El exhausto Von Wessenheim se puso en pie y tuvo que agarrarse al tablero de la mesa para no caer. En el mantel quedó la sucia huella de su mano. Mientras avanzaba a trompicones por entre las sillas que habían sido rápidamente apartadas de la mesa, el hombre se fijó en la comida y tomó conciencia de que llevaba varios días sin apenas comer. Mientras caminaba junto a la mesa, se limpió las manos en los pantalones y fue cogiendo bocados de aquí y de allá.

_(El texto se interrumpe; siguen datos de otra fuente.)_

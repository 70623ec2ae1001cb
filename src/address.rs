// Address codec: puzzle hash <-> bech32m display address (`xch1...` / `txch1...`).

use crate::coin::Bytes32;
use crate::error::{Error, Result};

const CHARSET: &[u8] = b"qpzry9x8gf2tvdw0s3jn54khce6mua7l";
const BECH32M_CONST: u32 = 0x2bc8_30a3;
const MAX_ADDRESS_LEN: usize = 90;

/// Converts between a commitment hash and its human-presentable address.
pub trait AddressCodec: Send + Sync {
    fn encode(&self, hash: &Bytes32, prefix: &str) -> Result<String>;
    fn decode(&self, address: &str) -> Result<Bytes32>;
}

/// In-process bech32m codec, byte-compatible with `cdv encode` / `cdv decode`.
#[derive(Debug, Default, Clone, Copy)]
pub struct Bech32m;

impl AddressCodec for Bech32m {
    fn encode(&self, hash: &Bytes32, prefix: &str) -> Result<String> {
        encode_address(hash, prefix)
    }

    fn decode(&self, address: &str) -> Result<Bytes32> {
        decode_address(address).map(|(_, hash)| hash)
    }
}

pub fn encode_address(hash: &Bytes32, prefix: &str) -> Result<String> {
    if prefix.is_empty() || !prefix.bytes().all(|c| (33..=126).contains(&c)) {
        return Err(Error::encoding("address prefix", format!("invalid prefix {prefix:?}")));
    }
    let hrp = prefix.to_ascii_lowercase();
    let mut values = convert_bits(&hash.to_bytes(), 8, 5, true)?;
    let checksum = create_checksum(&hrp, &values);
    values.extend(checksum);

    let mut out = String::with_capacity(hrp.len() + 1 + values.len());
    out.push_str(&hrp);
    out.push('1');
    for v in values {
        out.push(CHARSET[v as usize] as char);
    }
    Ok(out)
}

/// Returns the prefix and the decoded hash.
pub fn decode_address(address: &str) -> Result<(String, Bytes32)> {
    let addr = address.trim();
    let ctx = || format!("address {addr:?}");
    if addr.len() > MAX_ADDRESS_LEN {
        return Err(Error::encoding(ctx(), "too long"));
    }
    let has_lower = addr.bytes().any(|c| c.is_ascii_lowercase());
    let has_upper = addr.bytes().any(|c| c.is_ascii_uppercase());
    if has_lower && has_upper {
        return Err(Error::encoding(ctx(), "mixed case"));
    }
    let addr = addr.to_ascii_lowercase();
    let pos = addr.rfind('1').ok_or_else(|| Error::encoding(ctx(), "no separator"))?;
    if pos < 1 || pos + 7 > addr.len() {
        return Err(Error::encoding(ctx(), "invalid separator position"));
    }
    let hrp = &addr[..pos];
    let mut values = Vec::with_capacity(addr.len() - pos - 1);
    for c in addr[pos + 1..].bytes() {
        let idx = CHARSET
            .iter()
            .position(|&x| x == c)
            .ok_or_else(|| Error::encoding(ctx(), format!("invalid character {:?}", c as char)))?;
        values.push(idx as u8);
    }
    if !verify_checksum(hrp, &values) {
        return Err(Error::encoding(ctx(), "invalid bech32m checksum"));
    }
    let data = convert_bits(&values[..values.len() - 6], 5, 8, false)?;
    let hash: [u8; 32] = data
        .try_into()
        .map_err(|v: Vec<u8>| Error::encoding(ctx(), format!("expected 32-byte hash, got {} bytes", v.len())))?;
    Ok((hrp.to_string(), Bytes32::new(hash)))
}

fn polymod(values: &[u8]) -> u32 {
    const GEN: [u32; 5] = [0x3b6a_57b2, 0x2650_8e6d, 0x1ea1_19fa, 0x3d42_33dd, 0x2a14_62b3];
    let mut chk: u32 = 1;
    for v in values {
        let top = chk >> 25;
        chk = ((chk & 0x1ff_ffff) << 5) ^ (*v as u32);
        for (i, g) in GEN.iter().enumerate() {
            if (top >> i) & 1 == 1 {
                chk ^= g;
            }
        }
    }
    chk
}

fn hrp_expand(hrp: &str) -> Vec<u8> {
    let mut out: Vec<u8> = hrp.bytes().map(|c| c >> 5).collect();
    out.push(0);
    out.extend(hrp.bytes().map(|c| c & 31));
    out
}

fn create_checksum(hrp: &str, data: &[u8]) -> Vec<u8> {
    let mut values = hrp_expand(hrp);
    values.extend_from_slice(data);
    values.extend_from_slice(&[0u8; 6]);
    let pm = polymod(&values) ^ BECH32M_CONST;
    (0..6).map(|i| ((pm >> (5 * (5 - i))) & 31) as u8).collect()
}

fn verify_checksum(hrp: &str, data: &[u8]) -> bool {
    let mut values = hrp_expand(hrp);
    values.extend_from_slice(data);
    polymod(&values) == BECH32M_CONST
}

fn convert_bits(data: &[u8], from: u32, to: u32, pad: bool) -> Result<Vec<u8>> {
    let mut acc: u32 = 0;
    let mut bits: u32 = 0;
    let maxv: u32 = (1 << to) - 1;
    let mut out = Vec::with_capacity(data.len() * from as usize / to as usize + 1);
    for &value in data {
        let v = value as u32;
        if v >> from != 0 {
            return Err(Error::encoding("address data", "value out of range"));
        }
        acc = (acc << from) | v;
        bits += from;
        while bits >= to {
            bits -= to;
            out.push(((acc >> bits) & maxv) as u8);
        }
    }
    if pad {
        if bits > 0 {
            out.push(((acc << (to - bits)) & maxv) as u8);
        }
    } else if bits >= from || ((acc << (to - bits)) & maxv) != 0 {
        return Err(Error::encoding("address data", "invalid padding"));
    }
    Ok(out)
}
use coinlock::coin::PrefixedHex;
use coinlock::{bundle, clvm, Solution};

fn main() -> anyhow::Result<()> {
    let path = std::env::args().nth(1).unwrap_or_else(|| "spendbundle.json".to_string());
    println!("🔍 Inspecting spend bundle {path}...");

    let bundle = bundle::load(std::path::Path::new(&path))?;
    println!("✍️  Signature: {}", if bundle.is_unsigned() { "placeholder (unsigned)" } else { bundle.aggregated_signature.as_str() });
    println!("📦 Spends: {}", bundle.coin_spends.len());

    let mut problems = 0;
    for (i, spend) in bundle.coin_spends.iter().enumerate() {
        println!("\n--- spend #{i:03} ---");
        println!("   Coin id: {}", spend.coin.coin_id().prefixed_hex());
        println!("   Amount:  {}", spend.coin.amount);
        println!("   Parent:  {}", spend.coin.parent_coin_info.prefixed_hex());
        println!("   Hash:    {}", spend.coin.puzzle_hash.prefixed_hex());

        match clvm::tree_hash(&spend.puzzle_reveal) {
            Ok(revealed) if revealed == spend.coin.puzzle_hash => {
                println!("   Reveal:  ✅ hashes to the coin's puzzle hash");
            }
            Ok(revealed) => {
                println!("   Reveal:  ❌ hashes to {}", revealed.prefixed_hex());
                problems += 1;
            }
            Err(e) => {
                println!("   Reveal:  ❌ {e}");
                problems += 1;
            }
        }

        match Solution::decode(&spend.solution) {
            Ok(sol) => {
                println!("   Solution: {}", sol.source);
                if sol.amount != spend.coin.amount {
                    println!("   ⚠️  solution releases {} of {} mojos", sol.amount, spend.coin.amount);
                    problems += 1;
                }
            }
            Err(_) => match clvm::disassemble(&spend.solution) {
                Ok(text) => println!("   Solution: {text}"),
                Err(e) => {
                    println!("   Solution: ❌ {e}");
                    problems += 1;
                }
            },
        }
    }

    println!("\n📈 Summary:");
    println!("   Total amount: {} mojos", bundle.total_amount());
    if problems > 0 {
        println!("   ⚠️  {problems} problem(s) found");
        anyhow::bail!("spend bundle {path} is not spendable as written");
    }
    println!("   ✅ Bundle is well formed");
    Ok(())
}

Se detuvo para llevarse un bocado de carne con tallarines a la boca y para vaciar de tres gloriosos tragos una copa de vino tinto. Ahora la situación era impredecible, y había que actuar con enorme rapidez.
Cuando estaba a punto de salir del salón, sus ojos vieron algo que lo hizo detenerse. Con un tipo de hambre muy distinto, corrió hacia el extremo de la mesa de banquetes, donde había un paquete negro y amarillo de cigarrillos Reemstma y un encendedor de plástico. La simple idea de fumar le hizo la boca agua. Su organismo, hambriento de nicotina, le ordenó coger el tabaco y el encendedor. Avanzó a trompicones hasta el extremo de la mesa y tomó los cigarrillos. Escuchó, o creyó escuchar, el ruido de varios portazos. Se metió los cigarrillos en el bolsillo interior de la chaqueta y agarró con fuerza el encendedor. Conocía tan poco de la disposición interior del castillo como del trazado del sistema de túneles. Aun así, en el castillo no era posible perderse irrevocablemente, pero podían capturarlo. En los túneles, con un encendedor, podría encontrar la salida sin temor a que lo descubrieran.
No era una decisión fácil. Agitó el encendedor para calcular por su peso el combustible que le quedaba y luego lo miró a contraluz. Estaba medio lleno. Era imposible saber si duraría encendido treinta minutos o una hora. Se lo echó al bolsillo.
Escuchó voces, un montón de ellas. Acercándose. El pánico trataba de apoderarse de él, así que corrió hacia el panel con bisagras antes de que el temor lo dejase paralizado. Cuando cruzó la entrada secreta recordó, demasiado tarde, que la escalera se había partido por la mitad.
Sonaron puertas abriéndose. Luego, voces. Von Wessenheim giró sobre sí mismo para cerrar el viejo y chirriante panel. Advirtió que sobre la alfombra se veían las sucias huellas que él había dejado en su recorrido por el salón de banquetes. Las pisadas se iniciaban en el panel, rodeaban la mesa, y volvían a terminar en el panel. Y recordó que había dejado la sucia huella de una mano sobre el blanco mantel.
El cerrojo cayó con un chasquido. Von Wessenheim se agarró a la parte superior de la escalera y se dejó resbalar por ella como un bombero, rompiendo con los pies los peldaños que aún seguían enteros. El hombre apretó los dientes para contener un grito mientras los largueros de madera se deslizaban bajo sus manos.